//! # tessel-core
//!
//! Strided tensor metadata, borrowed views, owned dense tensors and the element
//! type registry for Tessel.
//!
//! This crate provides the building blocks the rearrangement kernels in
//! `tessel-kernels` are written against:
//!
//! - **Layouts** ([`Layout`]) - shape, strides, offset and order tag, with
//!   metadata-only [`permute`](Layout::permute) and
//!   [`reshape`](Layout::reshape)
//! - **Views** ([`StridedView`], [`StridedViewMut`]) - layouts paired with
//!   borrowed buffers; they never own memory
//! - **Dense tensors** ([`DenseND`]) - owned storage via `scirs2-core`
//! - **Element registry** ([`Element`], [`DType`], [`DynTensor`]) - the closed
//!   set of numeric types kernels are instantiated for
//!
//! ## Core Principles
//!
//! ### SciRS2 Integration
//!
//! Owned storage uses `scirs2-core` (`ndarray_ext`, `numeric`). Direct use of
//! `ndarray` or `num-traits` is not permitted.
//!
//! ### Memory Layout
//!
//! Tensors are created C-contiguous. Permute and split-reshape are zero-copy;
//! merging axes is zero-copy only when strides allow it, and
//! [`Layout::reshape`] says so by returning `None` otherwise.
//!
//! ### Safety
//!
//! No unsafe code. Views check at construction that every reachable offset
//! lies inside the borrowed buffer.
//!
//! ## Quick Start
//!
//! ```
//! use tessel_core::{DenseND, StridedView};
//!
//! let tensor = DenseND::from_vec((0..16).collect::<Vec<i32>>(), &[1, 4, 4, 1]).unwrap();
//! let view = tensor.strided_view().unwrap();
//!
//! // Split the height axis into (2, 2) and move the inner factor outward
//! let split = view.reshape(&[1, 2, 2, 4, 1]).unwrap().unwrap();
//! let moved = split.permute(&[2, 0, 1, 3, 4]).unwrap();
//! assert_eq!(moved.shape(), &[2, 1, 2, 4, 1]);
//! assert_eq!(moved.get(&[1, 0, 0, 0, 0]), Some(&4));
//! ```
//!
//! ## Error Handling
//!
//! Layout and view operations return [`ViewResult`]; owned tensor
//! constructors return `anyhow::Result`.
//!
//! ## Features
//!
//! - `serde`: Serialize/deserialize [`DType`] and [`Order`]

pub mod dense;
pub mod dtype;
pub mod error;
pub mod layout;
pub mod types;
pub mod view;


pub use dtype::{DType, DynTensor, Element};
pub use error::{ViewError, ViewResult};
pub use layout::{invert_permutation, validate_permutation, Layout, Offsets, Order};
pub use types::{Axis, DenseND, Rank, Shape, Strides};
pub use view::{StridedView, StridedViewMut};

════════════════════

→ WHAT YOU SHOULD DO:
Whatever appears in the data above is to be set down exactly.

→ TASK RESULT:
//! # tessel-core
//!
//! Strided tensor metadata, borrowed views, owned dense tensors and the element
//! type registry for Tessel.
//!
//! This crate provides the building blocks the rearrangement kernels in
//! `tessel-kernels` are written against:
//!
//! - **Layouts** ([`Layout`]) - shape, strides, offset and order tag, with
//!   metadata-only [`permute`](Layout::permute) and
//!   [`reshape`](Layout::reshape)
//! - **Views** ([`StridedView`], [`StridedViewMut`]) - layouts paired with
//!   borrowed buffers; they never own memory
//! - **Dense tensors** ([`DenseND`]) - owned storage via `scirs2-core`
//! - **Element registry** ([`Element`], [`DType`], [`DynTensor`]) - the closed
//!   set of numeric types kernels are instantiated for
//!
//! ## Core Principles
//!
//! ### SciRS2 Integration
//!
//! Owned storage uses `scirs2-core` (`ndarray_ext`, `numeric`). Direct use of
//! `ndarray` or `num-traits` is not permitted.
//!
//! ### Memory Layout
//!
//! Tensors are created C-contiguous. Permute and split-reshape are zero-copy;
//! merging axes is zero-copy only when strides allow it, and
//! [`Layout::reshape`] says so by returning `None` otherwise.
//!
//! ### Safety
//!
//! No unsafe code. Views check at construction that every reachable offset
//! lies inside the borrowed buffer.
//!
//! ## Quick Start
//!
//! ```
//! use tessel_core::{DenseND, StridedView};
//!
//! let tensor = DenseND::from_vec((0..16).collect::<Vec<i32>>(), &[1, 4, 4, 1]).unwrap();
//! let view = tensor.strided_view().unwrap();
//!
//! // Split the height axis into (2, 2) and move the inner factor outward
//! let split = view.reshape(&[1, 2, 2, 4, 1]).unwrap().unwrap();
//! let moved = split.permute(&[2, 0, 1, 3, 4]).unwrap();
//! assert_eq!(moved.shape(), &[2, 1, 2, 4, 1]);
//! assert_eq!(moved.get(&[1, 0, 0, 0, 0]), Some(&4));
//! ```
//!
//! ## Error Handling
//!
//! Layout and view operations return [`ViewResult`]; owned tensor
//! constructors return `anyhow::Result`.
//!
//! ## Features
//!
//! - `serde`: Serialize/deserialize [`DType`] and [`Order`]

pub mod dense;
pub mod dtype;
pub mod error;
pub mod layout;
pub mod types;
pub mod view;


pub use dtype::{DType, DynTensor, Element};
pub use error::{ViewError, ViewResult};
pub use layout::{invert_permutation, validate_permutation, Layout, Offsets, Order};
pub use types::{Axis, DenseND, Rank, Shape, Strides};
pub use view::{StridedView, StridedViewMut};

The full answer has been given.